We did one last once-over of the bikers to look for anything out of the ordinary, but aside from some frighteningly high-tech night vision gear and more armaments I wouldn’t have expected this kind of gang to have—not that I was an expert or anything, but still, plastic explosives?—we found nothing. No clue indicating what might have brought them here, except that they really, really wanted me dead. Fun.

I snagged a saddlebag off one of the Harleys and loaded up some of the nicer toys. A girl can never have too many grenades, after all. Tresting gave me a severe look, but didn’t say anything, fortunately for him.

Chapter 7

Tresting’s truck was a beat-up old clunker that looked like it had come out of its share of brawls not only still kicking but bragging about how tough it was. I stowed my bag of toys on the floor of the passenger seat and climbed in.

“Seatbelt,” said Tresting, as he coaxed the ignition to a shuddering rumble.

I didn’t explain that I could buckle up plenty fast enough if I calculated it would help with anything. Tresting had seen too much of my skills already. I fastened my seatbelt, muttering, “Yes, Mom,” under my breath.

Tresting revved the engine, the tires spinning against the sandy ground before they found enough purchase to rocket the truck forward with an almighty lurch. We bounced back onto the dusty highway, the headlights sluicing through the empty darkness.

“So,” I said. “GPS tracker?”

Tresting’s eyebrows jumped in surprise, and his teeth flashed in a sheepish grin.
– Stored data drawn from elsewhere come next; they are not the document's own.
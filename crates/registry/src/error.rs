//! Error types for registry queries.

use thiserror::Error;

#[derive(Debug, Error)]
pub enum RegistryError {
    #[error("invalid registry URL: {0}")]
    InvalidUrl(String),

    /// Connection failure, timeout or an interrupted body.
    #[error("network error: {0}")]
    Network(String),

    #[error("registry returned HTTP {status}: {body}")]
    Status { status: u16, body: String },

    #[error("failed to decode registry response: {0}")]
    Decode(String),
}

impl RegistryError {
    /// Whether a later attempt of the same request may succeed.
    #[must_use]
    pub fn is_retryable(&self) -> bool {
        match self {
            Self::Network(_) => true,
            Self::Status { status, .. } => *status == 429 || *status >= 500,
            Self::InvalidUrl(_) | Self::Decode(_) => false,
        }
    }
}

impl From<reqwest::Error> for RegistryError {
    fn from(err: reqwest::Error) -> Self {
        Self::Network(err.to_string())
    }
}

impl From<serde_json::Error> for RegistryError {
    fn from(err: serde_json::Error) -> Self {
        Self::Decode(err.to_string())
    }
}

pub type RegistryResult<T> = std::result::Result<T, RegistryError>;

#[cfg(test)]
mod tests {
    use super::*;

    fn status(code: u16) -> RegistryError {
        RegistryError::Status {
            status: code,
            body: String::new(),
        }
    }

    #[test]
    fn rate_limits_and_server_errors_are_retryable() {
        assert!(status(429).is_retryable());
        assert!(status(500).is_retryable());
        assert!(status(503).is_retryable());
        assert!(RegistryError::Network("timed out".into()).is_retryable());
    }

    #[test]
    fn client_errors_and_bad_payloads_are_final() {
        assert!(!status(400).is_retryable());
        assert!(!status(404).is_retryable());
        assert!(!RegistryError::Decode("expected value".into()).is_retryable());
        assert!(!RegistryError::InvalidUrl("ftp://x".into()).is_retryable());
    }
}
He put one hand in a jacket pocket and held up the tiny device between two fingers. “Smart gal.”

“On the bike,” I guessed, sure I was figuring this right. “You retrieved it when you got the Glock. And you knew to trace the bike because…you had another tracker on Courtney.”

He looked surprised again. “Quick study, too.”

“Which is how you found us at the motel. And you must have been watching where Polk is in LA. When I came back on the bike before leaving, you slapped another GPS on that. Smart.”

“Thanks.”

“Unless your clumsy surveillance gets my client killed, in which case I will not be amused. In fact, I’ll be so unamused I’ll put a bullet in you.”

“Ouch. And we was just getting to know each other.”

“I’m serious. If someone else figured out you’re tracking her, all they have to do is follow the same signal.”

He was silent for a moment. “She’s your client,” he said finally. “I only want to see where she leads.”

I scowled. “Compassionate man.” Pot, kettle, it was true, but he wouldn’t know me well enough to point it out.

Tresting’s knuckles tightened against the steering wheel. “Rather she don’t end up dead. But she murdered my client’s husband, and I’m gonna find who put her up to it.”